(Saved entries)
use std::ops::{AddAssign, SubAssign};

use crate::piece_table::piece::{Piece, PieceId};

#[derive(Debug)]
pub struct PieceTable {
    /// Original bytes the document was opened with; never written.
    pub original: io::source::ByteSource,
    /// Append-only buffer holding the bytes of every committed edit.
    pub added: Vec<u8>,
    /// Every piece ever created, live or forwarded.
    pub arena: crate::piece_table::arena::PieceArena,
    /// Ordered live pieces describing the visible document.
    pieces: Vec<PieceId>,
}

/// Where a document offset falls in the piece list.
#[derive(Clone, Copy, Debug, PartialEq, Eq)]
pub struct Located {
    pub index: usize,
    pub id: PieceId,
    /// Offset inside the piece's effective window.
    pub local: u64,
}

/// Bytes of a document range, plus which of them came from edits.
#[derive(Clone, Debug, Default, PartialEq, Eq)]
pub struct Rendered {
    pub bytes: Vec<u8>,
    /// Maximal runs of edited bytes, relative to the start of the range.
    pub added: Vec<std::ops::Range<u64>>,
}

/*

====================================
========= CREATION METHOD ==========
====================================

*/

impl PieceTable {
    pub fn new(
        original: io::source::ByteSource,
        added_capacity: usize,
    ) -> Result<Self, crate::enums::MathError> {
        let mut arena = crate::piece_table::arena::PieceArena::default();
        let mut pieces = Vec::new();

        if !original.is_empty() {
            pieces.push(arena.alloc(Piece::Original {
                offset: 0,
                length: crate::enums::to_u64(original.len())?,
                modified: 0,
            }));
        }

        Ok(Self {
            original,
            added: Vec::with_capacity(added_capacity),
            arena,
            pieces,
        })
    }
}

/*

====================================
========= INLINE METHODS  ==========
====================================

*/

impl PieceTable {
    /// Total document length in bytes, summed over the piece list.
    #[inline]
    pub fn len(&self) -> u64 {
        self.pieces().map(Piece::len).sum()
    }

    #[inline]
    pub fn is_empty(&self) -> bool {
        self.len() == 0
    }

    #[inline]
    pub fn ids(&self) -> &[PieceId] {
        &self.pieces
    }

    #[inline]
    pub fn pieces(&self) -> impl Iterator<Item = &Piece> + '_ {
        self.pieces.iter().map(|id| self.live(*id))
    }

    /// A piece that is in the list.
    ///
    /// # Panics
    ///
    /// If `id` was forwarded or retired; the list only ever holds live pieces.
    #[inline]
    pub fn live(&self, id: PieceId) -> &Piece {
        self.arena
            .get(id)
            .expect("piece list only holds live pieces")
    }

    #[inline]
    pub fn live_mut(&mut self, id: PieceId) -> &mut Piece {
        self.arena
            .get_mut(id)
            .expect("piece list only holds live pieces")
    }

    /// Finds the piece whose running end first reaches `offset`. An offset
    /// on a boundary therefore lands at the end of the piece before it.
    pub fn locate(&self, offset: u64) -> Option<Located> {
        let mut start = 0u64;

        for (index, id) in self.pieces.iter().enumerate() {
            let len = self.live(*id).len();

            if start + len >= offset {
                return Some(Located {
                    index,
                    id: *id,
                    local: offset - start,
                });
            }

            start.add_assign(len);
        }

        None
    }

    #[inline]
    pub fn position_of(&self, id: PieceId) -> Option<usize> {
        self.pieces.iter().position(|candidate| *candidate == id)
    }
}

/*

=====================================
========= SLICING / RENDER ==========
=====================================

*/

impl PieceTable {
    /// The effective bytes of a piece.
    pub fn slice_of<'a>(&'a self, piece: &'a Piece) -> Result<&'a [u8], crate::enums::MathError> {
        match piece {
            Piece::Original { .. } => {
                let start = crate::enums::to_usize(piece.effective_offset())?;
                let len = crate::enums::to_usize(piece.len())?;

                self.original
                    .get_bytes_exact(start, len)
                    .ok_or(crate::enums::MathError::OutOfBounds(self.original.len()))
            }
            Piece::Added { .. } => {
                let start = crate::enums::to_usize(piece.effective_offset())?;
                let end = start
                    .checked_add(crate::enums::to_usize(piece.len())?)
                    .ok_or(crate::enums::MathError::Overflow)?;

                self.added
                    .get(start..end)
                    .ok_or(crate::enums::MathError::OutOfBounds(self.added.len()))
            }
            Piece::InProgress { content, .. } => Ok(content),
        }
    }

    /// Copies up to `length` bytes starting at `start`. Fewer bytes come back
    /// when the document ends first; that is not an error.
    pub fn render(&self, start: u64, length: u64) -> Result<Rendered, crate::enums::MathError> {
        let mut rendered = Rendered::default();

        let Some(found) = self.locate(start) else {
            return Ok(rendered);
        };

        let available = self.len().saturating_sub(start).min(length);

        rendered.bytes.reserve(crate::enums::to_usize(available)?);

        let mut remaining = length;
        let mut local = found.local;

        for id in &self.pieces[found.index..] {
            if remaining == 0 {
                break;
            }

            let piece = self.live(*id);
            let take = (piece.len() - local).min(remaining);

            if take > 0 {
                let bytes = self.slice_of(piece)?;
                let from = crate::enums::to_usize(local)?;
                let to = crate::enums::to_usize(local + take)?;
                let out_start = crate::enums::to_u64(rendered.bytes.len())?;

                rendered.bytes.extend_from_slice(&bytes[from..to]);

                if piece.is_edited() {
                    match rendered.added.last_mut() {
                        Some(last) if last.end == out_start => last.end = out_start + take,
                        _ => rendered.added.push(out_start..out_start + take),
                    }
                }

                remaining.sub_assign(take);
            }

            local = 0;
        }

        Ok(rendered)
    }

    /// Yields the document as a sequence of borrowed slices, one per piece.
    pub fn iter_bytes(&self) -> impl Iterator<Item = Result<&[u8], crate::enums::MathError>> + '_ {
        self.pieces().map(move |piece| self.slice_of(piece))
    }
}

/*

====================================
========= SPLIT / JOIN =============
====================================

*/

impl PieceTable {
    /// Splits the piece at `index` at `local`. The old identity forwards to
    /// the two halves. Nothing happens when either half would be empty.
    pub fn split_at(&mut self, index: usize, local: u64) -> bool {
        let id = self.pieces[index];
        let Some((left, right)) = self.live(id).split(local) else {
            return false;
        };

        let left = self.arena.alloc(left);
        let right = self.arena.alloc(right);

        self.arena.forward(id, vec![left, right]);
        self.pieces.splice(index..=index, [left, right]);

        log::trace!("split {id:?} at {local} into {left:?} + {right:?}");

        true
    }

    /// List index at which something placed at document `offset` belongs,
    /// splitting the covering piece if `offset` falls inside it.
    ///
    /// Returns `None` when `offset` is past the end of the document.
    pub fn split_point(&mut self, offset: u64) -> Option<usize> {
        if offset == 0 {
            return Some(0);
        }

        let found = self.locate(offset)?;

        debug_assert!(
            !matches!(self.live(found.id), Piece::InProgress { .. })
                || found.local == self.live(found.id).len(),
            "staging pieces are never split"
        );

        self.split_at(found.index, found.local);

        Some(found.index + 1)
    }

    /// Joins the pieces at `index` and `index + 1` when the second continues
    /// the first. Both old identities forward to the joined piece.
    pub fn join_at(&mut self, index: usize) -> Option<PieceId> {
        let first = *self.pieces.get(index)?;
        let second = *self.pieces.get(index + 1)?;
        let joined = self.live(first).joined(self.live(second))?;
        let joined = self.arena.alloc(joined);

        self.arena.forward(first, vec![joined]);
        self.arena.forward(second, vec![joined]);
        self.pieces.splice(index..=index + 1, [joined]);

        log::trace!("joined {first:?} + {second:?} into {joined:?}");

        Some(joined)
    }

    /// Left-to-right pass joining every maximal run of continuing pieces.
    /// Returns the number of joins made.
    pub fn coalesce(&mut self) -> usize {
        let mut joins = 0;
        let mut index = 0;

        while index + 1 < self.pieces.len() {
            if self.join_at(index).is_some() {
                joins.add_assign(1);
            } else {
                index.add_assign(1);
            }
        }

        joins
    }

    /// Drops every arena slot the piece list does not use. Ids held outside
    /// the list are invalidated. Returns the number of slots freed.
    pub fn compact(&mut self) -> usize {
        let before = self.arena.capacity_used();

        if before == self.pieces.len() {
            return 0;
        }

        self.pieces = self.arena.compact(&self.pieces);

        before - self.arena.capacity_used()
    }
}

/*

=====================================
========= LIST MUTATION =============
=====================================

*/

impl PieceTable {
    pub fn insert_piece(&mut self, index: usize, piece: Piece) -> PieceId {
        let id = self.arena.alloc(piece);

        self.pieces.insert(index, id);

        id
    }

    /// Puts existing live pieces back into the list at `index`.
    pub fn insert_ids(&mut self, index: usize, ids: &[PieceId]) {
        debug_assert!(ids.iter().all(|id| self.arena.is_live(*id)));

        self.pieces.splice(index..index, ids.iter().copied());
    }

    pub fn remove_at(&mut self, index: usize) -> PieceId {
        self.pieces.remove(index)
    }

    pub fn remove_range(&mut self, range: std::ops::Range<usize>) -> Vec<PieceId> {
        self.pieces.drain(range).collect()
    }

    /// Drops the tail of the added buffer. Only bytes no live piece points
    /// into may go.
    pub fn truncate_added(&mut self, len: usize) {
        debug_assert!(
            self.pieces().all(|piece| match piece {
                Piece::Added { offset, length, .. } => (offset + length) as usize <= len,
                _ => true,
            }),
            "truncating bytes a live piece still references"
        );

        self.added.truncate(len);
    }
}

/*

====================================
=========== DIAGNOSTICS ============
====================================

*/

impl PieceTable {
    /// Checks the piece list invariants: every piece live and listed once,
    /// no empty committed piece, every window inside its buffer, at most one
    /// staging piece.
    ///
    /// # Errors
    ///
    /// Describes the first violation found.
    pub fn check_invariants(&self) -> Result<(), String> {
        let mut staging = 0usize;
        let mut seen = std::collections::HashSet::with_capacity(self.pieces.len());

        for (index, id) in self.pieces.iter().enumerate() {
            let Some(piece) = self.arena.get(*id) else {
                return Err(format!("{id:?} at {index} is not live"));
            };

            if !seen.insert(*id) {
                return Err(format!("{id:?} is listed twice"));
            }

            match piece {
                Piece::Original {
                    offset,
                    length,
                    modified,
                } => {
                    if modified > length {
                        return Err(format!("{id:?} trimmed past its length"));
                    }

                    if offset + length > self.original.len() as u64 {
                        return Err(format!("{id:?} reaches past the original"));
                    }
                }
                Piece::Added {
                    offset,
                    length,
                    modified,
                    ..
                } => {
                    if modified > length {
                        return Err(format!("{id:?} trimmed past its length"));
                    }

                    if offset + length > self.added.len() as u64 {
                        return Err(format!("{id:?} reaches past the added buffer"));
                    }
                }
                Piece::InProgress { .. } => staging.add_assign(1),
            }

            if piece.is_empty() && !matches!(piece, Piece::InProgress { .. }) {
                return Err(format!("{id:?} at {index} is empty"));
            }
        }

        if staging > 1 {
            return Err(format!("{staging} staging pieces in the list"));
        }

        Ok(())
    }
}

Task requirements —
Scan the entries above for the line containing "of slots freed.", and copy it and all lines after it exactly, down to and including the line containing "pub fn insert_piece(&mut".

Answer to this task —
    /// the list are invalidated. Returns the number of slots freed.
    pub fn compact(&mut self) -> usize {
        let before = self.arena.capacity_used();

        if before == self.pieces.len() {
            return 0;
        }

        self.pieces = self.arena.compact(&self.pieces);

        before - self.arena.capacity_used()
    }
}

/*

=====================================
========= LIST MUTATION =============
=====================================

*/

impl PieceTable {
    pub fn insert_piece(&mut self, index: usize, piece: Piece) -> PieceId {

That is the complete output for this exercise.